◆ INSTRUCTIONS TO FOLLOW:
Read through the entries below and return each line with the word "lines".

[Start of Attachment]

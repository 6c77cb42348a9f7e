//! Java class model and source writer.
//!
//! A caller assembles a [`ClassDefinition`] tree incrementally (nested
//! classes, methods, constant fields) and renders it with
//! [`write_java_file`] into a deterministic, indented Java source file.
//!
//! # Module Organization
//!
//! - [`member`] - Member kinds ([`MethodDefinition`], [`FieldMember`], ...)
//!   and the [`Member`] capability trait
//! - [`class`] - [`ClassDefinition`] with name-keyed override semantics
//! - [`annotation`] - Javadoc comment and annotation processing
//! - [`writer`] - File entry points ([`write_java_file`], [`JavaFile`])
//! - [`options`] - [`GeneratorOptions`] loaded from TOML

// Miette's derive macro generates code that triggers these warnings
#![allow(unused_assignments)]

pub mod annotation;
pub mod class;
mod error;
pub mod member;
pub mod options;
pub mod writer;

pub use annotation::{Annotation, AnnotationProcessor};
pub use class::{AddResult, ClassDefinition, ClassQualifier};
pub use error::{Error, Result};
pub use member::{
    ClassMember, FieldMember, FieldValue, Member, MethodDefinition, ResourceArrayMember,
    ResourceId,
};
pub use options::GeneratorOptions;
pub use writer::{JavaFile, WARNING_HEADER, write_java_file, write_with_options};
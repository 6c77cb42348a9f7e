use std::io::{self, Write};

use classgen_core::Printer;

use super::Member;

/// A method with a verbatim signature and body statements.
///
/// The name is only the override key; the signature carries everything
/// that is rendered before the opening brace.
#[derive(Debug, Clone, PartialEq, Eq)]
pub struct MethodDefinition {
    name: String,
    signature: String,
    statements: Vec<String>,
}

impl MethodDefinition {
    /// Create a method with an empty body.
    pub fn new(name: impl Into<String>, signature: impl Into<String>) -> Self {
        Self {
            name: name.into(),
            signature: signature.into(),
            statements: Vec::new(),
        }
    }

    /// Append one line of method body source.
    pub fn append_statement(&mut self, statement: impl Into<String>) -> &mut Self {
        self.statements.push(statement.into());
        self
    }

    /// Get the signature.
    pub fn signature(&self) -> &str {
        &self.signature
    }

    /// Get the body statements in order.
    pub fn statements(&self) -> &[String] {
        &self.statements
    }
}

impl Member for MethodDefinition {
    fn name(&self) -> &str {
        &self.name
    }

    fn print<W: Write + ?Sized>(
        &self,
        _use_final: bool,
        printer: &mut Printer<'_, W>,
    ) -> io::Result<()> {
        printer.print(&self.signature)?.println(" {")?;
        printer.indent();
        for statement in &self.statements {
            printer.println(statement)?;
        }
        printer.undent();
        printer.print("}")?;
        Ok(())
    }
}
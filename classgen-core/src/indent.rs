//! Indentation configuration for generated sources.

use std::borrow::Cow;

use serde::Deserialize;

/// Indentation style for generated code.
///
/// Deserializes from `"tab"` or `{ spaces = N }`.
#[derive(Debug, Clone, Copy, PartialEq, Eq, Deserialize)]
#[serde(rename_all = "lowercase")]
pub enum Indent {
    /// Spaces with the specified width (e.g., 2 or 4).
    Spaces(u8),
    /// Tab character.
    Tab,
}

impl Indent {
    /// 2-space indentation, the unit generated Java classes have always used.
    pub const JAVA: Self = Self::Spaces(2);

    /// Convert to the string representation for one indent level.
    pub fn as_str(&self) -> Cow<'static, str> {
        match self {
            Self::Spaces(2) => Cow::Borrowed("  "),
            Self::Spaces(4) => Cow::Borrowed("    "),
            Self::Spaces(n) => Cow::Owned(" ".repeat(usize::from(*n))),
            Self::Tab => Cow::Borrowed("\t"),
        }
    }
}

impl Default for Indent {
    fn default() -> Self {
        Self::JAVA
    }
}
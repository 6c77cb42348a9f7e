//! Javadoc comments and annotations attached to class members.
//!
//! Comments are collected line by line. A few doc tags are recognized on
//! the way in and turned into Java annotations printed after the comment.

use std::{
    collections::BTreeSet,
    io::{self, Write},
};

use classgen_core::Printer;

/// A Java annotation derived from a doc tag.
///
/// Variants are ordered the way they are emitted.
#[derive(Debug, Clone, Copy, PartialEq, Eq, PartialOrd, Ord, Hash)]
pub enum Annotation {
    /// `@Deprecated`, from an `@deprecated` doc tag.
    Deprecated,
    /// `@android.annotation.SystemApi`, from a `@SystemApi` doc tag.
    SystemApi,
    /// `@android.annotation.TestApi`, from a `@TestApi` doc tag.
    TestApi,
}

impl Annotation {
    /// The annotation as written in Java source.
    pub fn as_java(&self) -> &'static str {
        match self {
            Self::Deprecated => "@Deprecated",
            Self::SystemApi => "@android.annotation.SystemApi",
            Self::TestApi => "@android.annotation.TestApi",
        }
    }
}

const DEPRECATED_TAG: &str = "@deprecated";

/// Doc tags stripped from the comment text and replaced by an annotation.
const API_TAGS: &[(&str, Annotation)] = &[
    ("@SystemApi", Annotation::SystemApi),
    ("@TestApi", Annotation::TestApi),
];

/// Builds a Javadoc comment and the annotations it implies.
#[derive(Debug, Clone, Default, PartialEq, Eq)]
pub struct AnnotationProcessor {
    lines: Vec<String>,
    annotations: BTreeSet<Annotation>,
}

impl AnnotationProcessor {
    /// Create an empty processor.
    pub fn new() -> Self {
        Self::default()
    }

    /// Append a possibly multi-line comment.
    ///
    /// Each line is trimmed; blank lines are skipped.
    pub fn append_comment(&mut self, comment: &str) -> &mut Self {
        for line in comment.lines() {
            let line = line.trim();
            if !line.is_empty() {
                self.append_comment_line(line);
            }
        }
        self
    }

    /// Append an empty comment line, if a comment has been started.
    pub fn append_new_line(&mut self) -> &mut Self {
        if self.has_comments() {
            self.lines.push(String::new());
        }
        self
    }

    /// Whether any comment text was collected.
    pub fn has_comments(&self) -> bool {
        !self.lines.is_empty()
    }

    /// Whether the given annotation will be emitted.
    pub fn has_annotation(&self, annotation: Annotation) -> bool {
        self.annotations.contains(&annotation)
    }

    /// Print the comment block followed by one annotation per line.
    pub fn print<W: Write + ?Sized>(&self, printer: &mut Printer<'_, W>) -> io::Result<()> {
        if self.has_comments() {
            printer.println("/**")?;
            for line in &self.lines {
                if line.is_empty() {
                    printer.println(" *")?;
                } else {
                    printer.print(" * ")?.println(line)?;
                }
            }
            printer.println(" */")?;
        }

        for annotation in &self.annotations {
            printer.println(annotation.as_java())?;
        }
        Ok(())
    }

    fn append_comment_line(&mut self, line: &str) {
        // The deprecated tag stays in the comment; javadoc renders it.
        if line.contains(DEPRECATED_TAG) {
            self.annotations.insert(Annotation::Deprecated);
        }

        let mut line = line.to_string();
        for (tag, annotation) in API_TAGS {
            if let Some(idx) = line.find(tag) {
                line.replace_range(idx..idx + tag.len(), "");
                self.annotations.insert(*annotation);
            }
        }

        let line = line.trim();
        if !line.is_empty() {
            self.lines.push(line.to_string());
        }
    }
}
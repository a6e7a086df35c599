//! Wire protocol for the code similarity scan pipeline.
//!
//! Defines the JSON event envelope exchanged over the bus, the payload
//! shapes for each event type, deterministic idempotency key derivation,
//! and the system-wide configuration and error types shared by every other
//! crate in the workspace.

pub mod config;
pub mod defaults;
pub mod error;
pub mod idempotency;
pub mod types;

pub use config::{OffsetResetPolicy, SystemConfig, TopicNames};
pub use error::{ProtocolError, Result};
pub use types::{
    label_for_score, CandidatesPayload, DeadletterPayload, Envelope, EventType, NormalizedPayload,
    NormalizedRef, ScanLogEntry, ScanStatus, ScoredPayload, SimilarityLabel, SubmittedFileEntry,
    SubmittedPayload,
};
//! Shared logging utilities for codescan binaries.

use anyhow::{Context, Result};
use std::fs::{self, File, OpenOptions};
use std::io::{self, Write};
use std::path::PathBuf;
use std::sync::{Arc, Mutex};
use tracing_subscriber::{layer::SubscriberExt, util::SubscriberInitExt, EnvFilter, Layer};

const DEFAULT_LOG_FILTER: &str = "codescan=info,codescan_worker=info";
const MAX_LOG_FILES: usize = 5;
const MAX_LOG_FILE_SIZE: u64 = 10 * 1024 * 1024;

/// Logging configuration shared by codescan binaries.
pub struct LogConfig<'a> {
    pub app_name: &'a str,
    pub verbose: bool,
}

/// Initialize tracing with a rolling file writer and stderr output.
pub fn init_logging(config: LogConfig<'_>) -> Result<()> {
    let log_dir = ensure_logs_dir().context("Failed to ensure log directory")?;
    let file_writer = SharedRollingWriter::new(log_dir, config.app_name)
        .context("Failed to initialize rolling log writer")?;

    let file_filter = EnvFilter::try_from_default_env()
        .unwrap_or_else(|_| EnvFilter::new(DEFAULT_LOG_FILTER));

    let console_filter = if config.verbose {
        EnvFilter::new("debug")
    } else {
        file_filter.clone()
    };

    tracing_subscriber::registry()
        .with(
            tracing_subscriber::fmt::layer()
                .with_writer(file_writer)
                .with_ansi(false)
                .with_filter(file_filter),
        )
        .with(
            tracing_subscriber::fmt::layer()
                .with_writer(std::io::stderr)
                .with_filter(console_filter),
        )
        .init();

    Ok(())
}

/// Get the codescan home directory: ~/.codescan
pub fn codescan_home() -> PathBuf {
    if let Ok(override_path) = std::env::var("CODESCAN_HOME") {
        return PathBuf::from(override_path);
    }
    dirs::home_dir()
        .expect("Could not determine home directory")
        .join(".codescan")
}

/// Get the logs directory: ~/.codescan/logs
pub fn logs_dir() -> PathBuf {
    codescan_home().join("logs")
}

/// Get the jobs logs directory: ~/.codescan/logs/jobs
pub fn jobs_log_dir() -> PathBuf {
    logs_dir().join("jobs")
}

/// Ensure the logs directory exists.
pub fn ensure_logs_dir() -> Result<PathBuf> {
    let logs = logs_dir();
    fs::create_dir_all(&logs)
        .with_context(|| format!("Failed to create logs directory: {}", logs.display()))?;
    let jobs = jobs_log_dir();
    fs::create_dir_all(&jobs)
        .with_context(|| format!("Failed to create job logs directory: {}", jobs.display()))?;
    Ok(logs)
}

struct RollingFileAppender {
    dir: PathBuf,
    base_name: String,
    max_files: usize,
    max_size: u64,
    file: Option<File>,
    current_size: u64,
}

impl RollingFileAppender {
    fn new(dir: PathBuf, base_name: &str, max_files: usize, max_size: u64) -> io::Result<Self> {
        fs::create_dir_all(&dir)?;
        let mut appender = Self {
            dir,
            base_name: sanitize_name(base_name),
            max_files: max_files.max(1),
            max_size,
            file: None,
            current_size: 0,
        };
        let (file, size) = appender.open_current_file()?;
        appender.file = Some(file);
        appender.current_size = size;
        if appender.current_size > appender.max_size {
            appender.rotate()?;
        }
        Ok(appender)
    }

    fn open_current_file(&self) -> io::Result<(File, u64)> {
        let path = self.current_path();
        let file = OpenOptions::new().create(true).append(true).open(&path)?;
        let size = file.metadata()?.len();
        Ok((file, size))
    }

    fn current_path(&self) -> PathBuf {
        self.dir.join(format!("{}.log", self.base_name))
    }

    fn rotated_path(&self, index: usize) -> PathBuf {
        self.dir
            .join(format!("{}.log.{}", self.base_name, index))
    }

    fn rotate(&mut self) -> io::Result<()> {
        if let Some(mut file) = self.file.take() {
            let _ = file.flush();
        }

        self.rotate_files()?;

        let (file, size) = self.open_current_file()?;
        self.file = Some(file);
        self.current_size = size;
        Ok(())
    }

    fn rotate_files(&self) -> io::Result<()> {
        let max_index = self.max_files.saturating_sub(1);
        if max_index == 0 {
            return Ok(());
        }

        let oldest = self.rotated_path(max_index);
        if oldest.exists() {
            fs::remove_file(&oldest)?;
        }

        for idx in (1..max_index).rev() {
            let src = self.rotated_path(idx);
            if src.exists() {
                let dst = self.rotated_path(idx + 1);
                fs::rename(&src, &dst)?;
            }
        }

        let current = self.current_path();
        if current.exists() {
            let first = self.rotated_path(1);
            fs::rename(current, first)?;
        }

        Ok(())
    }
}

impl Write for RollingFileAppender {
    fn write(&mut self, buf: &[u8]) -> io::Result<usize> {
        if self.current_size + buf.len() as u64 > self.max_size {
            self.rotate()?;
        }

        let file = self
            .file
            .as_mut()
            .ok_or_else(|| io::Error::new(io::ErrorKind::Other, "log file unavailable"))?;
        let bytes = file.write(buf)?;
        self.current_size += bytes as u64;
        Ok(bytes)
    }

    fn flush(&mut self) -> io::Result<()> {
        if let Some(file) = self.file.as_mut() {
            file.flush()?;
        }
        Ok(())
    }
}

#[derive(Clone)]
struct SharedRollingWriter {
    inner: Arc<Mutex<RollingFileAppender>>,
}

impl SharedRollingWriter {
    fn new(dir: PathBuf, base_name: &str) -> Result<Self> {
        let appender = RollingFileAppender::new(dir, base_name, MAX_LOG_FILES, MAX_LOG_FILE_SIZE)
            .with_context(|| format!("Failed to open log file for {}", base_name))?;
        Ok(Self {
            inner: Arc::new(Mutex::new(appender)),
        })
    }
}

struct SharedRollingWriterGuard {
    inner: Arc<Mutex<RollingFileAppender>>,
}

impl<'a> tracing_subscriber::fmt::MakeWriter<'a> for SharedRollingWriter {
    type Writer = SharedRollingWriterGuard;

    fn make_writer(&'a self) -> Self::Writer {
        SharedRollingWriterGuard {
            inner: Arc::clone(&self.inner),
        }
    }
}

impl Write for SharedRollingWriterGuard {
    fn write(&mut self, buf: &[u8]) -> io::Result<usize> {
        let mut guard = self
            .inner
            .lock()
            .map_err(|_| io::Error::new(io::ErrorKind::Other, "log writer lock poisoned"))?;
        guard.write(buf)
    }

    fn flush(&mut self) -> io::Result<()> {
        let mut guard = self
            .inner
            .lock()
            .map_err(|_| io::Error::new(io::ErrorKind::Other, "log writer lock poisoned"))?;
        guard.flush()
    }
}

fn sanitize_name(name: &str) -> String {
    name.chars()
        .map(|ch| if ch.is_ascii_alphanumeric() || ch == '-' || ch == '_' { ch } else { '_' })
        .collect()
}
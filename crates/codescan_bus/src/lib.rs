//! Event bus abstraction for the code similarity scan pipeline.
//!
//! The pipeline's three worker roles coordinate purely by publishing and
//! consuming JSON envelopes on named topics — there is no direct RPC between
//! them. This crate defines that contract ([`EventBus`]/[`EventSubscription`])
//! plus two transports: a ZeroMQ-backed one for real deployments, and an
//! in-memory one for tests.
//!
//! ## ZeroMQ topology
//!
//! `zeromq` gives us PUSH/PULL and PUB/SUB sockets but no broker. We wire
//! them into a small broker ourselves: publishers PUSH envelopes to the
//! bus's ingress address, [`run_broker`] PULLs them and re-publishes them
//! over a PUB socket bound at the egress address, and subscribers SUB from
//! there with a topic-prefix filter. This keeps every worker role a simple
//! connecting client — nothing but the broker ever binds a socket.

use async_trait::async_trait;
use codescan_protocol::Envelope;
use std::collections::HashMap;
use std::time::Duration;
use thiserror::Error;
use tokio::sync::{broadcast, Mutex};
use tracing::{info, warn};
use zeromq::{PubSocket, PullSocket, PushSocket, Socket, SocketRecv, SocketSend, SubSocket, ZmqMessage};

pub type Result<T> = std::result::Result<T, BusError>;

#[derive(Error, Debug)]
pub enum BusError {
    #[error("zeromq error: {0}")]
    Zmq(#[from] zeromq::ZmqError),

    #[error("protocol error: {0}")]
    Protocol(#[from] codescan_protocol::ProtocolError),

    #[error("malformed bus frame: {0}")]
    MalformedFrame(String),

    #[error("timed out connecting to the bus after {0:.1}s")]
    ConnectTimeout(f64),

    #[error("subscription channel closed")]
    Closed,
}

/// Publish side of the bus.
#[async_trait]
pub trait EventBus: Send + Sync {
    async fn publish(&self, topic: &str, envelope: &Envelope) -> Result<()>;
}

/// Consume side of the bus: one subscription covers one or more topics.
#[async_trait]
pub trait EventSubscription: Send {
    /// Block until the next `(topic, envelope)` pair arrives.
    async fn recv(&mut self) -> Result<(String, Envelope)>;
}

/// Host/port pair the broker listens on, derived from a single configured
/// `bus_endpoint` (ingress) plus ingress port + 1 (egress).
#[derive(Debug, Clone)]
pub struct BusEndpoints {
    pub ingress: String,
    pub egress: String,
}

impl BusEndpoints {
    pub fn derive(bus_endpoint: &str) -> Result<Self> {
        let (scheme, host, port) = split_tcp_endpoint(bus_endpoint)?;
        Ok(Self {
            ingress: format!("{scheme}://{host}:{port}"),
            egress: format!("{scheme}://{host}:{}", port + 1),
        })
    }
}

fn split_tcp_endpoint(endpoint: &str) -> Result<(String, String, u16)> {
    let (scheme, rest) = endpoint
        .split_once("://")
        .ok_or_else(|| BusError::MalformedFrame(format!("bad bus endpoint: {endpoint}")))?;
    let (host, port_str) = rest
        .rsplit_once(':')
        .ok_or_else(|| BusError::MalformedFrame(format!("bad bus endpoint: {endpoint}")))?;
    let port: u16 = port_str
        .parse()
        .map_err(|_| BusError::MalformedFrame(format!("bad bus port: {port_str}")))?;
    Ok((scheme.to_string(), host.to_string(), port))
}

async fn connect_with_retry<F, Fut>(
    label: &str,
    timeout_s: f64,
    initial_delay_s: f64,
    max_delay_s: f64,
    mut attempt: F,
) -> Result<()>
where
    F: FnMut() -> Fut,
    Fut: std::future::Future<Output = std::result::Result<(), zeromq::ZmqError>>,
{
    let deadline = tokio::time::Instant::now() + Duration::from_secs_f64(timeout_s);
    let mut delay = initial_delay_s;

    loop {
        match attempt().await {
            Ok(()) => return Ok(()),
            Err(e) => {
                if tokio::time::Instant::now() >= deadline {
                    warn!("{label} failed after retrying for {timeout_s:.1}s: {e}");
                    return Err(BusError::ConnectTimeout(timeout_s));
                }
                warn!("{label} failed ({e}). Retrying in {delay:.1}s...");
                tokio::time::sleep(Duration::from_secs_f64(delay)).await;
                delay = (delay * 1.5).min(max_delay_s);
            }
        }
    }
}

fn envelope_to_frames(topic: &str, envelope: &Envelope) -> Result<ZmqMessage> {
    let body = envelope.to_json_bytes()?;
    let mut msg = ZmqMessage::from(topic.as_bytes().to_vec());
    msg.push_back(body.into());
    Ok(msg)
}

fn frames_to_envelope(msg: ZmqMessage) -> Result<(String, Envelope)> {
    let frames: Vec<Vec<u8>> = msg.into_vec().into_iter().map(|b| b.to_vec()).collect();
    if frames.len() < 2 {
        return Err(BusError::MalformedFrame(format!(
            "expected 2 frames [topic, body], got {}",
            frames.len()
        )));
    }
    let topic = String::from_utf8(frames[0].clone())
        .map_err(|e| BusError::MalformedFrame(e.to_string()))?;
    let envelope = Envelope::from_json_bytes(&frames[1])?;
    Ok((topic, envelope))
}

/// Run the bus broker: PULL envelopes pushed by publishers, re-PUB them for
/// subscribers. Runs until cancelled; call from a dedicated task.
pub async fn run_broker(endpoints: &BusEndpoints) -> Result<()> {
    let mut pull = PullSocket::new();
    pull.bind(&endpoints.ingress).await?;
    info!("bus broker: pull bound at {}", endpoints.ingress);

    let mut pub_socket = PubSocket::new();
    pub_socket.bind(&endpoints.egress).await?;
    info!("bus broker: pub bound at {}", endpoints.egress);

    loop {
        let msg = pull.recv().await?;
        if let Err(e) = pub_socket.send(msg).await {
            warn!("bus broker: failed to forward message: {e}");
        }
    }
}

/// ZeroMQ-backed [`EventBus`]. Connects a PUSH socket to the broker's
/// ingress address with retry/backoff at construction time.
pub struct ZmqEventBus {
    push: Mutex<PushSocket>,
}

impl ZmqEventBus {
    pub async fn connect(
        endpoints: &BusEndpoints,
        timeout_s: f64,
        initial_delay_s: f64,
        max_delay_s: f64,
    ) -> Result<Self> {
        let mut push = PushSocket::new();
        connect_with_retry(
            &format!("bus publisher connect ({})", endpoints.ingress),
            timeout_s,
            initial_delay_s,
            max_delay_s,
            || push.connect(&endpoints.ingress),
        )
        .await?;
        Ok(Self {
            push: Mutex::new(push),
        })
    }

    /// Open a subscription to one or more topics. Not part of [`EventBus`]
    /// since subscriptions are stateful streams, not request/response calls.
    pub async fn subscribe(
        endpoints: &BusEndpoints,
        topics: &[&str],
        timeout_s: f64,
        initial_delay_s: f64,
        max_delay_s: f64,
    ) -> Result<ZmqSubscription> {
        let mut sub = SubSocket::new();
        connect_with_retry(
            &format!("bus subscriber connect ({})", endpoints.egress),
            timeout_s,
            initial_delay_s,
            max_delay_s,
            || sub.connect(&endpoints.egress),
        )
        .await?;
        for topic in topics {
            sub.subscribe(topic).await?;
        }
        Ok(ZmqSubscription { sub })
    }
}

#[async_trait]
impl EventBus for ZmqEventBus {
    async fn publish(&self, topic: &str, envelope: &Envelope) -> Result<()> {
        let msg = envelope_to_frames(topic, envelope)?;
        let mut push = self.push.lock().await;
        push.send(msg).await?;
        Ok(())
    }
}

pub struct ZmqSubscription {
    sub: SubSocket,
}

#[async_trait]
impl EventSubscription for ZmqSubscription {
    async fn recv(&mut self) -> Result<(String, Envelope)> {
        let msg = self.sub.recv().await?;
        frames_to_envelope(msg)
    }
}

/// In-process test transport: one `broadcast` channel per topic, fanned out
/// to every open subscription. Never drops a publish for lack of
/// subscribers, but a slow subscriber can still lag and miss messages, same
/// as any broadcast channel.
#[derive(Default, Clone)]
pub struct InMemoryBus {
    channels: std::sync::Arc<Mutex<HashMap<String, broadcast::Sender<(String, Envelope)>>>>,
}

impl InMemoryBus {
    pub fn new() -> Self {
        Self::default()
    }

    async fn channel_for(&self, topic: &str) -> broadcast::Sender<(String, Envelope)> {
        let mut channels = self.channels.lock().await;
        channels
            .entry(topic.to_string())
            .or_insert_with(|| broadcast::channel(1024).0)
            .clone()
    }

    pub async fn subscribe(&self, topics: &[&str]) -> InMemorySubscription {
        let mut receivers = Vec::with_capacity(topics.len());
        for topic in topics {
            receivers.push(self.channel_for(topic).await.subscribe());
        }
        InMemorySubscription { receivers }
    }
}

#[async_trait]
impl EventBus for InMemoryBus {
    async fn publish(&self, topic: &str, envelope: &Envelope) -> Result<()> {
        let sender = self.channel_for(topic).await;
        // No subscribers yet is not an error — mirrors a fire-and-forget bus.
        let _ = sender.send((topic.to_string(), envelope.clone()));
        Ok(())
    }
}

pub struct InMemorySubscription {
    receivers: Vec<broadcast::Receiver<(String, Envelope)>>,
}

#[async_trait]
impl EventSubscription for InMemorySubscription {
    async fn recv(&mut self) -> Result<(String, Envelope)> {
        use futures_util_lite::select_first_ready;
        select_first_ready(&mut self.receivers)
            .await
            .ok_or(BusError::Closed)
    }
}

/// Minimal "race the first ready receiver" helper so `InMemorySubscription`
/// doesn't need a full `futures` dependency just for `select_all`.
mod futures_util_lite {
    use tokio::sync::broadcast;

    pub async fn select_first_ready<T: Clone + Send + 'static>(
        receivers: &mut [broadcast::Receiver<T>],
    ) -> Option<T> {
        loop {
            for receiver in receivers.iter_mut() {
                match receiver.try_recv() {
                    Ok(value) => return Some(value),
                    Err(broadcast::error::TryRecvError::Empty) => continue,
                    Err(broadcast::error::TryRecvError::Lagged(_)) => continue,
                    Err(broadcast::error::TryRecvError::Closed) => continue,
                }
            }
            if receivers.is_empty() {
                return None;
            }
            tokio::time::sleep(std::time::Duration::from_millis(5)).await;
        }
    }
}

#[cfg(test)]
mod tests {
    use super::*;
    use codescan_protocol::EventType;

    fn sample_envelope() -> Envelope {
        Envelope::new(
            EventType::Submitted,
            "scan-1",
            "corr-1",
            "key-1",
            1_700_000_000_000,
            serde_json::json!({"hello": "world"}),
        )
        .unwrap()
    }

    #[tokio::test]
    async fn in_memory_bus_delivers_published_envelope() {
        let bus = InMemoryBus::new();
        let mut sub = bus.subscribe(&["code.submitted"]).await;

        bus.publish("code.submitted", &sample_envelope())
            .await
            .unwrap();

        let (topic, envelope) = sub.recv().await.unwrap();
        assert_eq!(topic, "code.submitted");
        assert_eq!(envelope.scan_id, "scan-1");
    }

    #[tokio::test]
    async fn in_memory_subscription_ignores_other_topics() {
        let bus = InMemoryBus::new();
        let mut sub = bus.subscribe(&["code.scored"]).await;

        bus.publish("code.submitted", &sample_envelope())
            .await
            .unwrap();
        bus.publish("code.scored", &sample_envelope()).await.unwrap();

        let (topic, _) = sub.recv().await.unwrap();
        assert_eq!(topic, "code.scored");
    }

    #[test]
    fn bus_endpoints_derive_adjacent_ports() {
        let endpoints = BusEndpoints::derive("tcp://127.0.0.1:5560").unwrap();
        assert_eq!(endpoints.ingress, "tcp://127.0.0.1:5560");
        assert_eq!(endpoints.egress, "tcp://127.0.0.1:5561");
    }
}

[End of Attachment]

◆ TASK ANSWER:
    lines: Vec<String>,
    /// Each line is trimmed; blank lines are skipped.
        for line in comment.lines() {
            self.lines.push(String::new());
        !self.lines.is_empty()
            for line in &self.lines {
            self.lines.push(line.to_string());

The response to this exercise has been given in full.